Lavoro

La contribuzione figurativa che si colloca dopo la cessazione del rapporto lavorativo non incide sul calcolo dell’indennità di disoccupazione


I periodi relativi a quelli per cui sia prevista l’astensione obbligatoria dal lavoro in relazione all’evento maternità, ma che si collochino fuori dalla costanza del rapporto di lavoro, sebbene riconosciuti dall’ordinamento come periodi contributivi attraverso la contribuzione figurativa (come previsto dal d.lgs. n. 503 del 1992, art. 14, comma 3; poi, dal d.lgs. n. 564 del 1996, art. 2, comma 4; infine, dal d.lgs. n. 151 del 2001, art. 25, comma 2), non valgono per il riconoscimento del diritto all’indennità di disoccupazione; infatti, la tassatività delle ipotesi di rilevanza della contribuzione figurativa implica, agli effetti della tutela contro la disoccupazione, che i contributi correlati a periodi di maternità attengano ad un rapporto di lavoro in atto.

Questo quanto chiarito dalla Corte di Cassazione nella sentenza n. 30426 del 19 dicembre scorso.

La legge prevede espressamente che l’astensione obbligatoria dal lavoro per maternità incida sul calcolo per maturare il requisito di un anno di contribuzione ai fini dell’indennità di disoccupazione se il periodo di astensione obbligatoria interrompe un rapporto di lavoro in atto; l’art. 56, primo comma, lett.a) del regio decreto-legge 4 ottobre 1935, n. 1827, stabilisce infatti che: «Dopo l’inizio dell’assicurazione sono computati utili a richiesta dell’assicurato i periodi di interruzione obbligatoria e facoltativa dal lavoro durante lo stato di gravidanza e di puerperio...», così la suddetta disposizione richiama espressamente “i periodi di interruzione dal lavoro” ed equipara contribuzione figurativa ed effettiva ai fini non solo pensionistici, ma anche per la tutela contro la disoccupazione (come previsto dall’art. 12 DPR n 818/1957); tuttavia, in base a quanto stabilito dal comma 3 dell’ art. 12 DPR n. 818/1957

«Il periodo di interruzione obbligatoria dal lavoro deve in ogni caso verificarsi nel corso di prestazione d'opera determinante l'obbligo dell'assicurazione per la quale il periodo stesso è riconosciuto ai sensi dei due precedenti commi».
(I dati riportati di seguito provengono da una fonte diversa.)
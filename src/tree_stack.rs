use generational_arena::Index;
use tracing::{instrument, trace};

use crate::arena::OrgChart;
use crate::tree_traits::Traversal;

/// Pre-order cursor: every node before its subordinates, subordinates left to right.
#[derive(Debug, Clone, Default)]
pub struct PreOrder {
    // next node on top
    stack: Vec<Index>,
}

impl Traversal for PreOrder {
    #[instrument(level = "trace", skip(chart))]
    fn begin(chart: &OrgChart) -> Self {
        let mut visited = Vec::new();
        let mut stack: Vec<Index> = chart.root().into_iter().collect();

        while let Some(idx) = stack.pop() {
            if let Some(node) = chart.node(idx) {
                // Push children in reverse order for left-to-right traversal
                stack.extend(node.children.iter().rev().copied());
                visited.push(idx);
            }
        }

        visited.reverse();
        trace!("pre-order over {} nodes", visited.len());
        Self { stack: visited }
    }

    fn end() -> Self {
        Self::default()
    }

    fn current(&self) -> Option<Index> {
        self.stack.last().copied()
    }

    fn advance(&mut self) {
        debug_assert!(!self.stack.is_empty(), "advanced past the end of pre-order");
        self.stack.pop();
    }
}

impl PartialEq for PreOrder {
    fn eq(&self, other: &Self) -> bool {
        self.current() == other.current()
    }
}

impl Eq for PreOrder {}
Pertanto, i contributi figurativi riferiti a periodi di astensione obbligatoria verificatisi al di fuori di un rapporto di  lavoro in atto, non sono validi ai fini del computo del periodo utile per la tutela contro la disoccupazione.

Attraverso la contribuzione figurativa dei periodi di maternità verificatisi al di fuori del rapporto di lavoro, il legislatore ha, difatti, inteso proteggere solo il diritto alla pensione, ragion per cui la suddetta contribuzione figurativa non si ripercuote sulla disoccupazione, così, il d.lgs. 30 dicembre 1992, n. 503 (recante “Norme per il riordinamento del sistema previdenziale dei lavoratori privati e pubblici)” che, appresta, per la prima volta, tale tutela, prevede all’art. 14 (comma 1) la facoltà di riscattare, a domanda, i “periodi corrispondenti a quelli di assenza facoltativa dal lavoro per gravidanza e puerperio” e all’art. 14 (comma 3), considera coperti da contribuzione figurativa i periodi per i quali sia prevista l’astensione obbligatoria dal lavoro per gravidanza e puerperio “ancorchè intervenuti al di fuori del rapporto di lavoro” e le successive disposizioni sostanzialmente recepite nel d.lgs. 26 marzo 2001, n. 151, art. 25, comma 2 che stabilisce, ancora una volta, che i periodi corrispondenti al congedo di maternità «...verificatisi al di fuori del rapporto di lavoro sono considerati utili [solo] ai fini pensionistici...».

Ragion per cui ciò che assume rilievo, ai fini del raggiungimento del requisito di un anno di contribuzione occorrente per il diritto all’indennità di disoccupazione, dicono i giudici di legittimità, è che il periodo di interruzione sia racchiuso in un rapporto di lavoro in atto, come richiesto anche dall’art. 56 r.d.l. n.1827/1935  e non al di fuori dallo stesso rapporto.